Quand tu dis un mot déplacé au sujet d’une autre personne, sache que ça peut l’achever.
J’ai vu cela une fois concrètement. J’avais une parente qui, avec son frère, étaient les deux seuls survivants de la Shoah de toute leur famille. Elle n’avait pas d’enfants, et mon père allait lui rendre visite à chaque fête. Une fois, mon père est allé chez elle pendant Hol Hamoed Pessah. Elle lui a servi un tcholent avec un « kishke » spécial Cachère pour Pessah. C’était une experte en cuisine, et un kishke Cachère pour Pessah est considéré comme une grande expertise. Après le repas, quand nous sommes sortis, ma mère a dit à mon père : « Comment as-tu mangé ce kishke ? Tu n’as pas vu qu’il y avait des fils ? ». À l’époque, les fils de couture étaient enduits d’amidon, et il était possible que l’amidon contenu dans les fils ne soit pas Cachère pour Pessah et que mon père ait mangé du Hamets ! Mon père a répondu : « En vérité, je l’ai vu. Mais j’ai fait le calcul – des fils de couture qui contiennent peut-être de l’amidon qui n’est peut-être pas Cachère pour Pessah, c’est un raffinement dont on n’est pas sûr de devoir s’en soucier. Mais cette sévérité ne compte pas face à une parole dure que je dirais à ma tante. Il vaut mieux être sévère pour ne pas faire rougir quelqu’un que de ne pas manger d’amidon des fils ».

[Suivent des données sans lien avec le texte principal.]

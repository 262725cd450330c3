// Copyright (c) AlphaVelocity.
// All rights reserved.
//
// This source code is licensed under the license found in the
// LICENSE file in the root directory of this source tree.

use std::cell::{Cell, RefCell};

use chrono::NaiveDate;
use clinicdesk::cache::{NoticeLevel, TransactionCache};
use clinicdesk::errors::{StoreError, StoreResult};
use clinicdesk::models::{
    Transaction, TransactionDraft, TransactionFilters, TransactionKind, TransactionPatch,
    TransactionStatus,
};
use clinicdesk::store::TransactionStore;
use rust_decimal::Decimal;

/// In-memory store whose fetches can be made to fail.
#[derive(Default)]
struct FakeStore {
    rows: RefCell<Vec<Transaction>>,
    fail_fetch: Cell<bool>,
    next_id: Cell<u32>,
}

impl TransactionStore for FakeStore {
    fn fetch(&self, filters: &TransactionFilters) -> StoreResult<Vec<Transaction>> {
        if self.fail_fetch.get() {
            return Err(StoreError::Fetch("connection reset".into()));
        }
        Ok(self
            .rows
            .borrow()
            .iter()
            .filter(|t| filters.matches(t))
            .cloned()
            .collect())
    }

    fn insert(&self, draft: &TransactionDraft) -> StoreResult<Transaction> {
        draft.validate()?;
        self.next_id.set(self.next_id.get() + 1);
        let mut t = Transaction::new(
            format!("t{}", self.next_id.get()),
            draft.kind,
            draft.category.clone(),
            draft.amount,
            draft.date,
            draft.status,
        );
        t.description = Some(draft.description.clone());
        self.rows.borrow_mut().insert(0, t.clone());
        Ok(t)
    }

    fn update(&self, id: &str, patch: &TransactionPatch) -> StoreResult<Transaction> {
        let mut rows = self.rows.borrow_mut();
        let slot = rows
            .iter_mut()
            .find(|t| t.id == id)
            .ok_or_else(|| StoreError::NotFound(id.to_string()))?;
        *slot = patch.merge_into(slot)?;
        Ok(slot.clone())
    }

    fn delete(&self, id: &str) -> StoreResult<()> {
        let mut rows = self.rows.borrow_mut();
        let before = rows.len();
        rows.retain(|t| t.id != id);
        if rows.len() == before {
            return Err(StoreError::NotFound(id.to_string()));
        }
        Ok(())
    }
}

fn draft(amount: i64) -> TransactionDraft {
    TransactionDraft::new(
        TransactionKind::Income,
        "Consultas".to_string(),
        Decimal::from(amount),
        NaiveDate::from_ymd_opt(2025, 1, 10).unwrap(),
        "Consulta inicial".to_string(),
    )
}

#[test]
fn loading_flag_clears_after_first_load() {
    let store = FakeStore::default();
    let mut cache = TransactionCache::new(&store);
    assert!(cache.is_loading());
    cache.load(TransactionFilters::default()).unwrap();
    assert!(!cache.is_loading());
}

#[test]
fn failed_load_keeps_previous_rows() {
    let store = FakeStore::default();
    store.insert(&draft(100)).unwrap();
    let mut cache = TransactionCache::new(&store);
    assert_eq!(cache.load(TransactionFilters::default()).unwrap().len(), 1);

    store.fail_fetch.set(true);
    let err = cache.reload().unwrap_err();
    assert!(matches!(err, StoreError::Fetch(_)));
    assert_eq!(cache.transactions().len(), 1);

    let notices = cache.drain_notices();
    assert_eq!(notices.len(), 1);
    assert_eq!(notices[0].level, NoticeLevel::Error);
    assert_eq!(notices[0].title, "Erro ao carregar transações");
}

#[test]
fn create_prepends_and_notifies() {
    let store = FakeStore::default();
    store.insert(&draft(100)).unwrap();
    let mut cache = TransactionCache::new(&store);
    cache.load(TransactionFilters::default()).unwrap();

    let t = cache.create(&draft(250)).unwrap();
    assert_eq!(cache.transactions()[0].id, t.id);
    assert_eq!(cache.transactions().len(), 2);
    let notices = cache.drain_notices();
    assert_eq!(notices[0].level, NoticeLevel::Success);
    assert_eq!(notices[0].title, "Transação adicionada");
}

#[test]
fn rejected_create_leaves_cache_untouched() {
    let store = FakeStore::default();
    let mut cache = TransactionCache::new(&store);
    let mut bad = draft(10);
    bad.description = "ok".to_string();
    assert!(matches!(cache.create(&bad), Err(StoreError::Validation(_))));
    assert!(cache.transactions().is_empty());
    assert_eq!(cache.drain_notices()[0].level, NoticeLevel::Error);
}

#[test]
fn update_replaces_cached_row() {
    let store = FakeStore::default();
    let mut cache = TransactionCache::new(&store);
    let t = cache.create(&draft(100)).unwrap();
    cache.drain_notices();

    let patch = TransactionPatch {
        status: Some(TransactionStatus::Completed),
        ..Default::default()
    };
    cache.update(&t.id, &patch).unwrap();
    assert_eq!(cache.transactions()[0].status, TransactionStatus::Completed);
    assert_eq!(cache.drain_notices()[0].title, "Transação atualizada");
}

#[test]
fn missing_record_is_not_removed_locally() {
    let store = FakeStore::default();
    let mut cache = TransactionCache::new(&store);
    let t = cache.create(&draft(100)).unwrap();
    store.rows.borrow_mut().clear();
    cache.drain_notices();

    assert!(matches!(cache.delete(&t.id), Err(StoreError::NotFound(_))));
    assert_eq!(cache.transactions().len(), 1);
    assert_eq!(cache.drain_notices()[0].title, "Erro ao remover transação");
}

#[test]
fn delete_drops_row_and_notifies() {
    let store = FakeStore::default();
    let mut cache = TransactionCache::new(&store);
    let t = cache.create(&draft(100)).unwrap();
    cache.drain_notices();
    cache.delete(&t.id).unwrap();
    assert!(cache.transactions().is_empty());
    assert_eq!(cache.drain_notices()[0].title, "Transação removida");
}
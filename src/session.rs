// Copyright (c) 2025 Soumyadip Sarkar.
// All rights reserved.
//
// This source code is licensed under the license found in the
// LICENSE file in the root directory of this source tree.

use anyhow::Result;
use rusqlite::Connection;

use crate::cache::TransactionCache;
use crate::config::{AppConfig, BackendConfig};
use crate::store::{RestStore, SqliteStore, TransactionStore};

/// Everything a command needs to talk to the backend: the local database,
/// the loaded configuration and, when configured, the remote client.
/// Opened once by the entry point and passed down explicitly.
pub struct Session {
    conn: Connection,
    config: AppConfig,
    remote: Option<RestStore>,
}

impl Session {
    pub fn open(conn: Connection) -> Result<Self> {
        let config = AppConfig::load(&conn)?;
        Self::with_config(conn, config)
    }

    pub fn with_config(conn: Connection, config: AppConfig) -> Result<Self> {
        let remote = match config.backend {
            BackendConfig::Remote(ref r) => {
                tracing::info!(url = %r.url, "using remote backend");
                Some(RestStore::new(r, config.professional_id.clone())?)
            }
            BackendConfig::Local => None,
        };
        Ok(Session {
            conn,
            config,
            remote,
        })
    }

    pub fn conn(&self) -> &Connection {
        &self.conn
    }

    pub fn config(&self) -> &AppConfig {
        &self.config
    }

    pub fn store(&self) -> Box<dyn TransactionStore + '_> {
        match self.remote {
            Some(ref rest) => Box::new(rest),
            None => Box::new(
                SqliteStore::new(&self.conn).with_professional(self.config.professional_id.clone()),
            ),
        }
    }

    pub fn cache(&self) -> TransactionCache<Box<dyn TransactionStore + '_>> {
        TransactionCache::new(self.store())
    }

    /// Closes the database handle; the remote client is dropped with it.
    pub fn close(self) -> Result<()> {
        let Session { conn, remote, .. } = self;
        drop(remote);
        conn.close().map_err(|(_, e)| anyhow::Error::new(e))?;
        tracing::debug!("session closed");
        Ok(())
    }
}
// Copyright (c) 2025 Soumyadip Sarkar.
// All rights reserved.
//
// This source code is licensed under the license found in the
// LICENSE file in the root directory of this source tree.

use clap::{Arg, ArgAction, Command, value_parser};

fn json_flags(cmd: Command) -> Command {
    cmd.arg(
        Arg::new("json")
            .long("json")
            .action(ArgAction::SetTrue)
            .help("Print pretty JSON"),
    )
    .arg(
        Arg::new("jsonl")
            .long("jsonl")
            .action(ArgAction::SetTrue)
            .conflicts_with("json")
            .help("Print one JSON object per line"),
    )
}

fn range_args(cmd: Command) -> Command {
    cmd.arg(Arg::new("from").long("from").help("Start date YYYY-MM-DD (inclusive)"))
        .arg(Arg::new("to").long("to").help("End date YYYY-MM-DD (inclusive)"))
}

fn tx_command() -> Command {
    Command::new("tx")
        .about("Record and browse transactions")
        .subcommand_required(true)
        .subcommand(
            Command::new("add")
                .about("Record a transaction")
                .arg(Arg::new("type").long("type").required(true).help("income|expense"))
                .arg(Arg::new("category").long("category").required(true))
                .arg(Arg::new("amount").long("amount").required(true))
                .arg(Arg::new("date").long("date").required(true).help("YYYY-MM-DD"))
                .arg(
                    Arg::new("description")
                        .long("description")
                        .required(true)
                        .help("At least 3 characters"),
                )
                .arg(
                    Arg::new("status")
                        .long("status")
                        .default_value("pending")
                        .help("pending|completed|cancelled"),
                )
                .arg(Arg::new("reference").long("reference"))
                .arg(Arg::new("payment_method").long("payment-method"))
                .arg(Arg::new("patient").long("patient").help("Patient id"))
                .arg(Arg::new("appointment").long("appointment").help("Appointment id"))
                .arg(Arg::new("recur").long("recur").help("daily|weekly|monthly|yearly"))
                .arg(
                    Arg::new("recur_until")
                        .long("recur-until")
                        .requires("recur")
                        .help("Last date of the recurrence"),
                ),
        )
        .subcommand(json_flags(range_args(
            Command::new("list")
                .about("List transactions, newest first")
                .arg(Arg::new("type").long("type"))
                .arg(Arg::new("category").long("category"))
                .arg(Arg::new("status").long("status"))
                .arg(Arg::new("search").long("search").help("Match description or reference"))
                .arg(
                    Arg::new("limit")
                        .long("limit")
                        .value_parser(value_parser!(usize)),
                ),
        )))
        .subcommand(
            Command::new("edit")
                .about("Change fields of a transaction")
                .arg(Arg::new("id").required(true))
                .arg(Arg::new("type").long("type"))
                .arg(Arg::new("category").long("category"))
                .arg(Arg::new("amount").long("amount"))
                .arg(Arg::new("date").long("date"))
                .arg(Arg::new("status").long("status"))
                .arg(Arg::new("description").long("description"))
                .arg(Arg::new("reference").long("reference"))
                .arg(Arg::new("payment_method").long("payment-method")),
        )
        .subcommand(
            Command::new("rm")
                .about("Remove a transaction")
                .arg(Arg::new("id").required(true)),
        )
}

fn report_command() -> Command {
    Command::new("report")
        .about("Financial summaries")
        .subcommand_required(true)
        .subcommand(json_flags(range_args(
            Command::new("summary")
                .about("Totals, category breakdown and monthly series")
                .arg(
                    Arg::new("category")
                        .long("category")
                        .action(ArgAction::Append)
                        .help("Restrict to a category; repeatable"),
                )
                .arg(
                    Arg::new("details")
                        .long("details")
                        .action(ArgAction::SetTrue)
                        .help("Include the matching transactions"),
                )
                .arg(
                    Arg::new("group_by")
                        .long("group-by")
                        .default_value("month")
                        .help("Extra day|week buckets next to the monthly series"),
                ),
        )))
        .subcommand(json_flags(range_args(
            Command::new("monthly")
                .about("Income, expenses and net per month")
                .arg(
                    Arg::new("chronological")
                        .long("chronological")
                        .action(ArgAction::SetTrue)
                        .help("Calendar order instead of first-seen order"),
                ),
        )))
        .subcommand(json_flags(range_args(
            Command::new("categories")
                .about("Amount per category")
                .arg(Arg::new("type").long("type").default_value("expense")),
        )))
        .subcommand(json_flags(
            Command::new("cashflow")
                .about("Daily inflow, outflow and balance over a trailing window")
                .arg(
                    Arg::new("days")
                        .long("days")
                        .value_parser(value_parser!(u32))
                        .default_value("30"),
                ),
        ))
        .subcommand(json_flags(range_args(
            Command::new("forecast").about("Monthly income with a 3-month linear forecast"),
        )))
        .subcommand(json_flags(range_args(
            Command::new("periods")
                .about("Income, expenses and net grouped by day, week or month")
                .arg(
                    Arg::new("group_by")
                        .long("group-by")
                        .default_value("month")
                        .help("day|week|month"),
                ),
        )))
}

pub fn build_cli() -> Command {
    Command::new("clinicdesk")
        .about("Clinic finance: transactions, reports and revenue forecast")
        .version(clap::crate_version!())
        .subcommand(Command::new("init").about("Create the local database"))
        .subcommand(
            Command::new("config")
                .about("Show or change settings")
                .subcommand_required(true)
                .subcommand(Command::new("show").about("Print current settings"))
                .subcommand(
                    Command::new("set")
                        .about("Change a setting")
                        .arg(Arg::new("key").required(true))
                        .arg(Arg::new("value").required(true)),
                ),
        )
        .subcommand(tx_command())
        .subcommand(report_command())
        .subcommand(json_flags(
            Command::new("status").about("Status labels used across the dashboard"),
        ))
        .subcommand(Command::new("doctor").about("Check stored transactions for problems"))
}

Savez-vous quel est le principal problème ? Que la plupart des gens sont stricts dans les Mitsvot entre l’homme et D.ieu et sont prêts à être indulgents dans les Mitsvot entre l’homme et son prochain. Et pourquoi cela ? Voici une réponse tellement vraie qu’elle est dure à entendre : quand un homme est strict avec son prochain, prend soin de chacun, fait attention à respecter tout le monde, cela n’ajoute pas à son ego, il devient « annulé dans la réalité ». Mais si un homme est principalement strict entre l’homme et D.ieu, c’est alors qu’il en ressort avec un plus grand ego : « Ouah, je suis tellement strict ».
Ce phénomène a une autre explication – la rigueur et la sévérité viennent de la puissance et du jugement, tandis que les Mitsvot entre l’homme et son prochain sont basées sur la bonté. Être strict dans les affaires de bonté, c’est une contradiction. La rigueur concerne les affaires de puissance, et c’est pourquoi on ne « connecte » pas d’être rigoureux en bonté, ce n’est pas le même mouvement dans l’âme. Cette hypothèse n’est bien sûr pas précise, on peut certainement être rigoureux et méticuleux en bonté, par exemple : penser à ce que l’autre ressent suite à ma bonté.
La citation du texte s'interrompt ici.